Try it = From the records below, return every line containing the word "false".

===== Entries shown

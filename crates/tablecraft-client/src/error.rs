//! Error types for tablecraft-client

use thiserror::Error;

/// Result type alias for tablecraft-client operations
pub type Result<T> = std::result::Result<T, Error>;

/// Errors that can occur while talking to the backend
#[derive(Error, Debug)]
#[non_exhaustive]
pub enum Error {
    /// Error from tablecraft-core
    #[error("Core error: {0}")]
    Core(#[from] tablecraft_core::Error),

    /// Transport-level HTTP failure
    #[error("HTTP error: {0}")]
    Http(#[from] reqwest::Error),

    /// Backend answered with a non-success status
    #[error("HTTP {status}: {body}")]
    Status {
        /// Status code
        status: u16,
        /// Response body
        body: String,
    },

    /// Backend answered `success: false`
    #[error("API error: {message}")]
    Api {
        /// Server message
        message: String,
    },
}

impl Error {
    /// Create an API error.
    pub fn api<S: Into<String>>(message: S) -> Self {
        Self::Api {
            message: message.into(),
        }
    }

    /// Check if this error is retryable.
    ///
    /// Server errors, throttling, and transport failures other than
    /// malformed requests or bodies are retryable.
    pub fn is_retryable(&self) -> bool {
        match self {
            Self::Core(e) => e.is_retryable(),
            Self::Http(e) => !(e.is_builder() || e.is_decode() || e.is_body()),
            Self::Status { status, .. } => *status >= 500 || *status == 429,
            Self::Api { .. } => false,
        }
    }
}

impl From<Error> for tablecraft_core::Error {
    fn from(err: Error) -> Self {
        match err {
            Error::Core(inner) => inner,
            other => {
                let retryable = other.is_retryable();
                tablecraft_core::Error::source_error(other.to_string(), retryable)
            }
        }
    }
}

==========

Result for this task =
    /// Backend answered `success: false`
            Self::Api { .. } => false,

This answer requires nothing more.